Scan the material for the word "impl" and copy each line where it occurs.

=== Begin Enclosure ===

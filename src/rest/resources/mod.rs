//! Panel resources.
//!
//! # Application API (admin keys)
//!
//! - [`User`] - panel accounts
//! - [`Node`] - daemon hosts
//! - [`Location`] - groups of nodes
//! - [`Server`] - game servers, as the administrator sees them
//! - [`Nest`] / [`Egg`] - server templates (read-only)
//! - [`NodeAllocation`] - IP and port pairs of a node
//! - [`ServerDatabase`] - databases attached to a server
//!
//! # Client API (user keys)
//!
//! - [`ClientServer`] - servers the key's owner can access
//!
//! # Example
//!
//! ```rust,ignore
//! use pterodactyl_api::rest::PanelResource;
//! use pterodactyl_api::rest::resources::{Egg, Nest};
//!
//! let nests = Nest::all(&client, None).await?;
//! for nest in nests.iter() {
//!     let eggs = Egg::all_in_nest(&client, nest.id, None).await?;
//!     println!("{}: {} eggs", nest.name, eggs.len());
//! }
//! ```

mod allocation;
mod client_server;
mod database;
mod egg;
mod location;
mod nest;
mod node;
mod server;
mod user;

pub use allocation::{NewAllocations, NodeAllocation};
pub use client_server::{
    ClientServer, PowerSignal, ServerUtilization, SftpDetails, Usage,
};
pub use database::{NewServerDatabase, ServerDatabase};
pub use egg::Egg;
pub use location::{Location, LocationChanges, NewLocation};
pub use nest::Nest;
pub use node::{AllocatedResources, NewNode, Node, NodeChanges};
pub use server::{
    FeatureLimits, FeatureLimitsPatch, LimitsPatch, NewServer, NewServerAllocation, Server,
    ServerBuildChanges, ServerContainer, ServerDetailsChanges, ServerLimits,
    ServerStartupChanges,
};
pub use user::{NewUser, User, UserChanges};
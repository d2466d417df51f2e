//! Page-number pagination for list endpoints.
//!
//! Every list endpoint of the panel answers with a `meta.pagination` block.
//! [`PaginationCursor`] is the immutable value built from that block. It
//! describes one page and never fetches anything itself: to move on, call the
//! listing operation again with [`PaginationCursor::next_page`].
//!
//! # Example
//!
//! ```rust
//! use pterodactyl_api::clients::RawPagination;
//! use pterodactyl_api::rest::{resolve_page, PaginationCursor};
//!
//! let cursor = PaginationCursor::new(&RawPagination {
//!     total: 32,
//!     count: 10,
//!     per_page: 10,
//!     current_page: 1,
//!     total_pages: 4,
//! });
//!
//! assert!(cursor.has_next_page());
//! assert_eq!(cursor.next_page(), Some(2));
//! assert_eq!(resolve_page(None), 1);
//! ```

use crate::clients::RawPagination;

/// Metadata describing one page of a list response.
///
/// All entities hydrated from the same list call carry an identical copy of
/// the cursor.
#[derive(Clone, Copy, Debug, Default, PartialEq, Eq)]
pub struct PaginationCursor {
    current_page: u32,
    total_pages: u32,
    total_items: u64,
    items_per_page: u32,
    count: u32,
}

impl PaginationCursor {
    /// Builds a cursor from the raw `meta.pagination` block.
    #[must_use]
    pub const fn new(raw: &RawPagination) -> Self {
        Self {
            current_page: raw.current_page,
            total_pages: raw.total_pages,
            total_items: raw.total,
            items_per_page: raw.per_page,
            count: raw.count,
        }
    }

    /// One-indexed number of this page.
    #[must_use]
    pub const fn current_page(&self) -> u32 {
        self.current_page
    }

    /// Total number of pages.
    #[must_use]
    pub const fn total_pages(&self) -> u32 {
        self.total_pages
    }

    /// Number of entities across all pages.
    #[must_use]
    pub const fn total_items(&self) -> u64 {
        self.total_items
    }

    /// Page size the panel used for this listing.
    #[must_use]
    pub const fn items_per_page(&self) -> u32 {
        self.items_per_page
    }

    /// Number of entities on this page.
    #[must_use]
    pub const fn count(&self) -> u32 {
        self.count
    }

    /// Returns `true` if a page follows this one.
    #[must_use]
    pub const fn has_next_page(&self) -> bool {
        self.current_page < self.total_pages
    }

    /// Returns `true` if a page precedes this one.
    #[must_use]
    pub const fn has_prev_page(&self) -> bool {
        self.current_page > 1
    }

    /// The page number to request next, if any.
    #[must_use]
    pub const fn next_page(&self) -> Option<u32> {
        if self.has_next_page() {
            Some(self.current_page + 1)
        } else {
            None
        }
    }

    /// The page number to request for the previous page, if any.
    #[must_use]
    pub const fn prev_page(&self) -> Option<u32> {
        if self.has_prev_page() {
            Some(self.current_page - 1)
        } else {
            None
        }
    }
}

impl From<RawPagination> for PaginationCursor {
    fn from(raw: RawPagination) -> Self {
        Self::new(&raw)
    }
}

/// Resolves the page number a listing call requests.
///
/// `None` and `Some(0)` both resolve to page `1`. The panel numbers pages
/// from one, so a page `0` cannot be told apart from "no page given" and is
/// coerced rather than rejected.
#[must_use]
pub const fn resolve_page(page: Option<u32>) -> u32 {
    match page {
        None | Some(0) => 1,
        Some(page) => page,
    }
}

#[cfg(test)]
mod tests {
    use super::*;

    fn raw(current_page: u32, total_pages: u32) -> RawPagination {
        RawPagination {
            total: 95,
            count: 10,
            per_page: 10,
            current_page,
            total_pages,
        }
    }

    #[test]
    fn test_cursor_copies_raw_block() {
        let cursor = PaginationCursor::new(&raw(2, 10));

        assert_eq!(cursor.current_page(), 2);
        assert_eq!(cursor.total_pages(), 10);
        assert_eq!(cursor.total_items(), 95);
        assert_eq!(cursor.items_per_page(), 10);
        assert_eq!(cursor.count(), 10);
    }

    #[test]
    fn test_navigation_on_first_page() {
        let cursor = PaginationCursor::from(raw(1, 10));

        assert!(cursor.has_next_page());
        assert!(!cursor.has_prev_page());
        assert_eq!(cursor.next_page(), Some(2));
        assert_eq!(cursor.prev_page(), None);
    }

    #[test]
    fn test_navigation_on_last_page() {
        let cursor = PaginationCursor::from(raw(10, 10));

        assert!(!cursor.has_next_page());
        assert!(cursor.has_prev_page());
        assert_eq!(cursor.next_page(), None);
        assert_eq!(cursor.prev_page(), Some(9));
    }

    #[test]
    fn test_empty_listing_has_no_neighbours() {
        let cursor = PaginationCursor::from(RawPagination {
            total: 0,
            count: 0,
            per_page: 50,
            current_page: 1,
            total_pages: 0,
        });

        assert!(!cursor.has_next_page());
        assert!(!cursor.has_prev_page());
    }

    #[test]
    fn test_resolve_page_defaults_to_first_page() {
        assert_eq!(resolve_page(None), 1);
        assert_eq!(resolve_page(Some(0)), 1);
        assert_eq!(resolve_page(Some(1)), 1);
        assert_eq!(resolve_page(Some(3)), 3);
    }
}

=== End Enclosure ===

Answer to the exercise:
impl PaginationCursor {
impl From<RawPagination> for PaginationCursor {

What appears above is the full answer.